Task data>
//! Vote log database operations
//!
//! Retraction is logical: the row stays with `vote = 0`. Queries over
//! "current" votes deduplicate per song keeping the most recent row,
//! ordered by `created_at` then `id` (both descending).

use super::songs::song_from_row;
use super::users::parse_uuid;
use moody_common::db::{Song, Vote};
use moody_common::{time, Attributes, Emotion, Result, VoteContext};
use serde::Serialize;
use sqlx::{sqlite::SqliteRow, QueryBuilder, Row, Sqlite, SqliteExecutor};
use uuid::Uuid;

/// Fields for a new vote row
#[derive(Debug, Clone)]
pub struct NewVote<'a> {
    pub user_id: Uuid,
    pub song_id: i64,
    pub emotion: Emotion,
    pub context: VoteContext,
    pub description: &'a str,
    pub vote: bool,
}

/// Optional narrowing applied to the current up-vote set
#[derive(Debug, Clone, Copy, Default)]
pub struct UpvoteFilter<'a> {
    pub genre: Option<&'a str>,
    pub context: Option<VoteContext>,
    pub artist: Option<&'a str>,
}

/// An up-voted song with the vote that put it on the playlist
#[derive(Debug, Clone, Serialize)]
pub struct UpvotedSong {
    pub song: Song,
    pub context: VoteContext,
    pub description: String,
    pub created_at: chrono::DateTime<chrono::Utc>,
}

/// Aggregate of the current up-vote set
#[derive(Debug, Clone, Copy, PartialEq)]
pub struct UpvoteSummary {
    pub total: i64,
    pub center: Option<Attributes>,
}

pub async fn insert_vote<'e, E>(executor: E, vote: &NewVote<'_>) -> Result<i64>
where
    E: SqliteExecutor<'e>,
{
    let result = sqlx::query(
        r#"
        INSERT INTO user_song_votes
            (user_id, song_id, emotion, context, description, vote, created_at)
        VALUES (?, ?, ?, ?, ?, ?, ?)
        "#,
    )
    .bind(vote.user_id.to_string())
    .bind(vote.song_id)
    .bind(vote.emotion.code())
    .bind(vote.context.code())
    .bind(vote.description)
    .bind(vote.vote)
    .bind(time::now_millis())
    .execute(executor)
    .await?;

    Ok(result.last_insert_rowid())
}

/// Exact-key lookup
pub async fn find_vote<'e, E>(
    executor: E,
    user_id: Uuid,
    song_id: i64,
    emotion: Emotion,
    context: VoteContext,
) -> Result<Option<Vote>>
where
    E: SqliteExecutor<'e>,
{
    let row = sqlx::query(
        r#"
        SELECT v.id, v.user_id, s.code AS song_code, v.emotion, v.context,
               v.description, v.vote, v.created_at
        FROM user_song_votes v
        JOIN songs s ON s.id = v.song_id
        WHERE v.user_id = ? AND v.song_id = ? AND v.emotion = ? AND v.context = ?
        "#,
    )
    .bind(user_id.to_string())
    .bind(song_id)
    .bind(emotion.code())
    .bind(context.code())
    .fetch_optional(executor)
    .await?;

    row.map(|r| vote_from_row(&r)).transpose()
}

/// Flip a retracted vote back to an up-vote; it counts as a fresh vote
pub async fn restore_upvote<'e, E>(executor: E, vote_id: i64, description: &str) -> Result<()>
where
    E: SqliteExecutor<'e>,
{
    sqlx::query(
        "UPDATE user_song_votes SET vote = 1, description = ?, created_at = ? WHERE id = ? AND vote = 0",
    )
    .bind(description)
    .bind(time::now_millis())
    .bind(vote_id)
    .execute(executor)
    .await?;

    Ok(())
}

/// Flip matching up-votes to false; `context = None` matches every context
///
/// Returns the number of rows retracted.
pub async fn retract_upvotes<'e, E>(
    executor: E,
    user_id: Uuid,
    song_id: i64,
    emotion: Emotion,
    context: Option<VoteContext>,
) -> Result<u64>
where
    E: SqliteExecutor<'e>,
{
    let mut builder: QueryBuilder<Sqlite> =
        QueryBuilder::new("UPDATE user_song_votes SET vote = 0 WHERE vote = 1 AND user_id = ");
    builder.push_bind(user_id.to_string());
    builder.push(" AND song_id = ").push_bind(song_id);
    builder.push(" AND emotion = ").push_bind(emotion.code());
    if let Some(context) = context {
        builder.push(" AND context = ").push_bind(context.code());
    }

    let result = builder.build().execute(executor).await?;
    Ok(result.rows_affected())
}

/// Attributes of the `limit` most recent distinct-song up-votes
pub async fn recent_upvoted_attributes<'e, E>(
    executor: E,
    user_id: Uuid,
    emotion: Emotion,
    limit: usize,
) -> Result<Vec<Attributes>>
where
    E: SqliteExecutor<'e>,
{
    let rows = sqlx::query(
        r#"
        SELECT s.energy, s.valence, s.danceability
        FROM (
            SELECT song_id, created_at, id,
                   ROW_NUMBER() OVER (
                       PARTITION BY song_id ORDER BY created_at DESC, id DESC
                   ) AS rn
            FROM user_song_votes
            WHERE user_id = ? AND emotion = ? AND vote = 1
        ) v
        JOIN songs s ON s.id = v.song_id
        WHERE v.rn = 1
        ORDER BY v.created_at DESC, v.id DESC
        LIMIT ?
        "#,
    )
    .bind(user_id.to_string())
    .bind(emotion.code())
    .bind(limit as i64)
    .fetch_all(executor)
    .await?;

    Ok(rows.iter().map(attributes_from_row).collect())
}

/// Attributes of every distinct up-voted song for (emotion, context)
pub async fn context_upvoted_attributes<'e, E>(
    executor: E,
    user_id: Uuid,
    emotion: Emotion,
    context: VoteContext,
) -> Result<Vec<Attributes>>
where
    E: SqliteExecutor<'e>,
{
    let rows = sqlx::query(
        r#"
        SELECT s.energy, s.valence, s.danceability
        FROM songs s
        WHERE s.id IN (
            SELECT song_id FROM user_song_votes
            WHERE user_id = ? AND emotion = ? AND context = ? AND vote = 1
        )
        "#,
    )
    .bind(user_id.to_string())
    .bind(emotion.code())
    .bind(context.code())
    .fetch_all(executor)
    .await?;

    Ok(rows.iter().map(attributes_from_row).collect())
}

fn push_current_upvotes<'a>(
    builder: &mut QueryBuilder<'a, Sqlite>,
    user_id: Uuid,
    emotion: Emotion,
    filter: &UpvoteFilter<'a>,
) {
    builder.push(
        r#"
        FROM (
            SELECT v.*, ROW_NUMBER() OVER (
                PARTITION BY v.song_id ORDER BY v.created_at DESC, v.id DESC
            ) AS rn
            FROM user_song_votes v
            WHERE v.vote = 1 AND v.user_id = "#,
    );
    builder.push_bind(user_id.to_string());
    builder.push(" AND v.emotion = ").push_bind(emotion.code());
    if let Some(context) = filter.context {
        builder.push(" AND v.context = ").push_bind(context.code());
    }
    builder.push(") cv JOIN songs s ON s.id = cv.song_id WHERE cv.rn = 1");
    if let Some(genre) = filter.genre {
        builder.push(" AND s.genre = ").push_bind(genre);
    }
    if let Some(artist) = filter.artist {
        builder.push(" AND s.artist LIKE ")
            .push_bind(format!("%{}%", artist));
    }
}

/// Count and mean center of the current up-vote set
pub async fn upvote_summary<'e, E>(
    executor: E,
    user_id: Uuid,
    emotion: Emotion,
    filter: &UpvoteFilter<'_>,
) -> Result<UpvoteSummary>
where
    E: SqliteExecutor<'e>,
{
    let mut builder: QueryBuilder<Sqlite> = QueryBuilder::new(
        "SELECT COUNT(*) AS total, AVG(s.energy) AS energy, AVG(s.valence) AS valence, \
         AVG(s.danceability) AS danceability ",
    );
    push_current_upvotes(&mut builder, user_id, emotion, filter);

    let row = builder.build().fetch_one(executor).await?;
    let total: i64 = row.get("total");
    let center = if total > 0 {
        Some(Attributes::new(
            row.get("energy"),
            row.get("valence"),
            row.get("danceability"),
        ))
    } else {
        None
    };

    Ok(UpvoteSummary { total, center })
}

/// One page of the current up-vote set, most recent first
pub async fn upvoted_songs_page<'e, E>(
    executor: E,
    user_id: Uuid,
    emotion: Emotion,
    filter: &UpvoteFilter<'_>,
    limit: i64,
    offset: i64,
) -> Result<Vec<UpvotedSong>>
where
    E: SqliteExecutor<'e>,
{
    let mut builder: QueryBuilder<Sqlite> = QueryBuilder::new(
        "SELECT s.code, s.name, s.artist, s.genre, s.valence, s.energy, s.danceability, \
         cv.context, cv.description, cv.created_at ",
    );
    push_current_upvotes(&mut builder, user_id, emotion, filter);
    builder.push(" ORDER BY cv.created_at DESC, cv.id DESC LIMIT ");
    builder.push_bind(limit);
    builder.push(" OFFSET ");
    builder.push_bind(offset);

    let rows = builder.build().fetch_all(executor).await?;
    rows.iter()
        .map(|row| {
            let context: String = row.get("context");
            Ok(UpvotedSong {
                song: song_from_row(row),
                context: context.parse()?,
                description: row.get("description"),
                created_at: time::from_millis(row.get("created_at")),
            })
        })
        .collect()
}

/// Codes of the current up-vote set, most recent first (export snapshot)
pub async fn upvoted_song_codes<'e, E>(
    executor: E,
    user_id: Uuid,
    emotion: Emotion,
    filter: &UpvoteFilter<'_>,
) -> Result<Vec<String>>
where
    E: SqliteExecutor<'e>,
{
    let mut builder: QueryBuilder<Sqlite> = QueryBuilder::new("SELECT s.code ");
    push_current_upvotes(&mut builder, user_id, emotion, filter);
    builder.push(" ORDER BY cv.created_at DESC, cv.id DESC");

    let rows = builder.build().fetch_all(executor).await?;
    Ok(rows.iter().map(|r| r.get("code")).collect())
}

/// Codes of every song the user has a vote row for under `emotion`
pub async fn voted_song_codes<'e, E>(
    executor: E,
    user_id: Uuid,
    emotion: Emotion,
) -> Result<Vec<String>>
where
    E: SqliteExecutor<'e>,
{
    let codes = sqlx::query_scalar(
        r#"
        SELECT DISTINCT s.code
        FROM user_song_votes v
        JOIN songs s ON s.id = v.song_id
        WHERE v.user_id = ? AND v.emotion = ?
        "#,
    )
    .bind(user_id.to_string())
    .bind(emotion.code())
    .fetch_all(executor)
    .await?;

    Ok(codes)
}

/// Contexts in which the user holds an up-vote for the song and emotion
pub async fn upvote_contexts<'e, E>(
    executor: E,
    user_id: Uuid,
    song_id: i64,
    emotion: Emotion,
) -> Result<Vec<VoteContext>>
where
    E: SqliteExecutor<'e>,
{
    let contexts: Vec<String> = sqlx::query_scalar(
        r#"
        SELECT context FROM user_song_votes
        WHERE user_id = ? AND song_id = ? AND emotion = ? AND vote = 1
        ORDER BY context
        "#,
    )
    .bind(user_id.to_string())
    .bind(song_id)
    .bind(emotion.code())
    .fetch_all(executor)
    .await?;

    contexts.iter().map(|c| c.parse()).collect()
}

fn attributes_from_row(row: &SqliteRow) -> Attributes {
    Attributes::new(
        row.get("energy"),
        row.get("valence"),
        row.get("danceability"),
    )
}

fn vote_from_row(row: &SqliteRow) -> Result<Vote> {
    let user_id: String = row.get("user_id");
    let emotion: String = row.get("emotion");
    let context: String = row.get("context");
    Ok(Vote {
        id: row.get("id"),
        user_id: parse_uuid(&user_id)?,
        song_code: row.get("song_code"),
        emotion: emotion.parse()?,
        context: context.parse()?,
        description: row.get("description"),
        vote: row.get("vote"),
        created_at: time::from_millis(row.get("created_at")),
    })
}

Task to complete>
On how many lines above does "derive" occur? Say the number only.

Output of the task>
4